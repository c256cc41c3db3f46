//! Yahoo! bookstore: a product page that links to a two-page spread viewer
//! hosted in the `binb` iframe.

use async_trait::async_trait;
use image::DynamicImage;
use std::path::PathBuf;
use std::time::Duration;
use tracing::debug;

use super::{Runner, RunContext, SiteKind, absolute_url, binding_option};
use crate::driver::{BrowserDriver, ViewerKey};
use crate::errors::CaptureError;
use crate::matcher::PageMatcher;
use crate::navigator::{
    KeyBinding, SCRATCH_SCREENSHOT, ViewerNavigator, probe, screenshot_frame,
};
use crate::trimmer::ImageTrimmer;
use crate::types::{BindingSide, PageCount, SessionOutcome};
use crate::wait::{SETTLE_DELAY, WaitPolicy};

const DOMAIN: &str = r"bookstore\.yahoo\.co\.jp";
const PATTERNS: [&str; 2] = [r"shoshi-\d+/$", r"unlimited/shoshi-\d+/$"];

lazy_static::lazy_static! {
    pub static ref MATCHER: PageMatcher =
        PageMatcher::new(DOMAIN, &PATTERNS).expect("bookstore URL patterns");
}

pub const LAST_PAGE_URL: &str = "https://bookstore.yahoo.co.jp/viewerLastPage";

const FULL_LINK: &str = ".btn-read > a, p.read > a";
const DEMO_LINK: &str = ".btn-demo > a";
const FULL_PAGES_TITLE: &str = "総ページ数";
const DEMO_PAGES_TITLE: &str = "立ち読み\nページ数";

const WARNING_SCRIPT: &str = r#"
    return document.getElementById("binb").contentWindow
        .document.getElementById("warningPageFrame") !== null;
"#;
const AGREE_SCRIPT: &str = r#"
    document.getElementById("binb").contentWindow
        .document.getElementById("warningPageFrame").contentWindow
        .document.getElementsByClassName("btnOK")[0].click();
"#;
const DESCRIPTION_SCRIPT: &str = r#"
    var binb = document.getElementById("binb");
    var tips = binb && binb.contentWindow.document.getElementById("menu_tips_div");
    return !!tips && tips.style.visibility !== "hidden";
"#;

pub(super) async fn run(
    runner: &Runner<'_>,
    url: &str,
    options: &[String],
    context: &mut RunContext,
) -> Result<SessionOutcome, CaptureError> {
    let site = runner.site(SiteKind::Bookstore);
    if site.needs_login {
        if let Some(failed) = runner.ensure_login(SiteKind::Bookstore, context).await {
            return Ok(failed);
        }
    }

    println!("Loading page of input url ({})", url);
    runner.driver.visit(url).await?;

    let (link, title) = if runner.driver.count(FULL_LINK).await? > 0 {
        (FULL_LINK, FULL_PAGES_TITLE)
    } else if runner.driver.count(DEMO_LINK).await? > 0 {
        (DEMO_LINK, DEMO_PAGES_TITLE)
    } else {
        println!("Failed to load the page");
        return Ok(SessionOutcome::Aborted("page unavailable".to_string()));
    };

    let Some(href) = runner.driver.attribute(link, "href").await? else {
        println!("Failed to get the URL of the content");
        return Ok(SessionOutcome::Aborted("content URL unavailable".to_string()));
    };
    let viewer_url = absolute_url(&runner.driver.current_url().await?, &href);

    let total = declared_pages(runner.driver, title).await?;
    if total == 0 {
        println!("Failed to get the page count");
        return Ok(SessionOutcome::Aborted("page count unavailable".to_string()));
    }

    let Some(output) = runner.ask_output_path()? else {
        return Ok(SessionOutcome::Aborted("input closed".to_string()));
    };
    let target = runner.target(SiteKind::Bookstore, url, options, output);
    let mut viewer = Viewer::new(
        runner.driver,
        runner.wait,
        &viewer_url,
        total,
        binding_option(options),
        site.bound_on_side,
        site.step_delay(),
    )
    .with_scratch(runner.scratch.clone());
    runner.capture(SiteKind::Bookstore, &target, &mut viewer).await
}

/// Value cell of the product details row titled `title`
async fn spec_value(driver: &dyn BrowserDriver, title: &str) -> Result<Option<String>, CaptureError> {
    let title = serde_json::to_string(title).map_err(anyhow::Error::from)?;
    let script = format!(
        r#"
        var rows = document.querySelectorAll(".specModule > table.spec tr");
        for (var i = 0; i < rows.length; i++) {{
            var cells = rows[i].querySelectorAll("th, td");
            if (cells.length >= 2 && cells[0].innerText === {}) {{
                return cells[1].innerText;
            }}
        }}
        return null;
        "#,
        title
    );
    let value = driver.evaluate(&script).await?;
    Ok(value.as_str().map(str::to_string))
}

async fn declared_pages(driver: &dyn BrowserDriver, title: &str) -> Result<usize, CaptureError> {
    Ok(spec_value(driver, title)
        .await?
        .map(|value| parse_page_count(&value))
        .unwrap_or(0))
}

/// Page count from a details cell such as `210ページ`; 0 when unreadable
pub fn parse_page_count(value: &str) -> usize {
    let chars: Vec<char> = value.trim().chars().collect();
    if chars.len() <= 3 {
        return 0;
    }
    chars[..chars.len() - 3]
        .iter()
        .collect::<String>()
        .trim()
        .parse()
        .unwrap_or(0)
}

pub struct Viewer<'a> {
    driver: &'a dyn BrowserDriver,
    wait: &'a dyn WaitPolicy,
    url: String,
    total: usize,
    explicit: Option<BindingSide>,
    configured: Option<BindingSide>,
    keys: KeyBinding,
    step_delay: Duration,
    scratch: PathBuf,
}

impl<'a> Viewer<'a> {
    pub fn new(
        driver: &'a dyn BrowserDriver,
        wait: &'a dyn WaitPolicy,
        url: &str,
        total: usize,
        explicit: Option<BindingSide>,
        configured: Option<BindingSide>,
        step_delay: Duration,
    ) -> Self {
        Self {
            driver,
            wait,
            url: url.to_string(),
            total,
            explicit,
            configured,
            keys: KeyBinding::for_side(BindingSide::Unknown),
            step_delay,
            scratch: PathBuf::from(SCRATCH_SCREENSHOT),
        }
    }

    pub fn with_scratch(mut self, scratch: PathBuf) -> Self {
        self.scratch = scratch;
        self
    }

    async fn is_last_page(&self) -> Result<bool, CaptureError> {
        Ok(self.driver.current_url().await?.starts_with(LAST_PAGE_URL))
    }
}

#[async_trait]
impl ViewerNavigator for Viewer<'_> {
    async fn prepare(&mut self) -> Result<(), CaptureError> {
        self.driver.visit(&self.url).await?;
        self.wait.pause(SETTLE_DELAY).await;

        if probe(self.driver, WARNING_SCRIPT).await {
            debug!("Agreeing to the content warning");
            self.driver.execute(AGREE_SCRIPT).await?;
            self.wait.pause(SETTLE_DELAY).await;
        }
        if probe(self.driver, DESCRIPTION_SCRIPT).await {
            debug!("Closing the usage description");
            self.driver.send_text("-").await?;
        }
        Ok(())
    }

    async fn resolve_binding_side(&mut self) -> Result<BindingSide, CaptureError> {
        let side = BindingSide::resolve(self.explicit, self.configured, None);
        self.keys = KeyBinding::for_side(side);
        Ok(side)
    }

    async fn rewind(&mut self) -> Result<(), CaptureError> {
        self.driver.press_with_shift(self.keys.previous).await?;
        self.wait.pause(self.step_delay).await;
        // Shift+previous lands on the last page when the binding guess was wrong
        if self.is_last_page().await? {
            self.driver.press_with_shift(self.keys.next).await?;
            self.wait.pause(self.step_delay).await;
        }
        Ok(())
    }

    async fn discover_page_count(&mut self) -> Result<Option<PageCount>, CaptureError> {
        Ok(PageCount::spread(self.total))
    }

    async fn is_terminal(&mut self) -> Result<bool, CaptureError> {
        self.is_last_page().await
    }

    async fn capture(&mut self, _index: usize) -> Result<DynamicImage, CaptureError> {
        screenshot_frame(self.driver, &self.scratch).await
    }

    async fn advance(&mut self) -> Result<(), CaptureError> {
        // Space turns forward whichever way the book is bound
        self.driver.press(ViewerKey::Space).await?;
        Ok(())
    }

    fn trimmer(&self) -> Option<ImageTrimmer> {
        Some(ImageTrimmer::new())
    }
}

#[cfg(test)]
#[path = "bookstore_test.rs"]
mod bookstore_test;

*Task:* There is a run of lines above from the one with "pub struct Viewer<'a>" to the one with "to the content"; print exactly that run, both ends included, and nothing else.

*Written solution:*
pub struct Viewer<'a> {
    driver: &'a dyn BrowserDriver,
    wait: &'a dyn WaitPolicy,
    url: String,
    total: usize,
    explicit: Option<BindingSide>,
    configured: Option<BindingSide>,
    keys: KeyBinding,
    step_delay: Duration,
    scratch: PathBuf,
}

impl<'a> Viewer<'a> {
    pub fn new(
        driver: &'a dyn BrowserDriver,
        wait: &'a dyn WaitPolicy,
        url: &str,
        total: usize,
        explicit: Option<BindingSide>,
        configured: Option<BindingSide>,
        step_delay: Duration,
    ) -> Self {
        Self {
            driver,
            wait,
            url: url.to_string(),
            total,
            explicit,
            configured,
            keys: KeyBinding::for_side(BindingSide::Unknown),
            step_delay,
            scratch: PathBuf::from(SCRATCH_SCREENSHOT),
        }
    }

    pub fn with_scratch(mut self, scratch: PathBuf) -> Self {
        self.scratch = scratch;
        self
    }

    async fn is_last_page(&self) -> Result<bool, CaptureError> {
        Ok(self.driver.current_url().await?.starts_with(LAST_PAGE_URL))
    }
}

#[async_trait]
impl ViewerNavigator for Viewer<'_> {
    async fn prepare(&mut self) -> Result<(), CaptureError> {
        self.driver.visit(&self.url).await?;
        self.wait.pause(SETTLE_DELAY).await;

        if probe(self.driver, WARNING_SCRIPT).await {
            debug!("Agreeing to the content warning");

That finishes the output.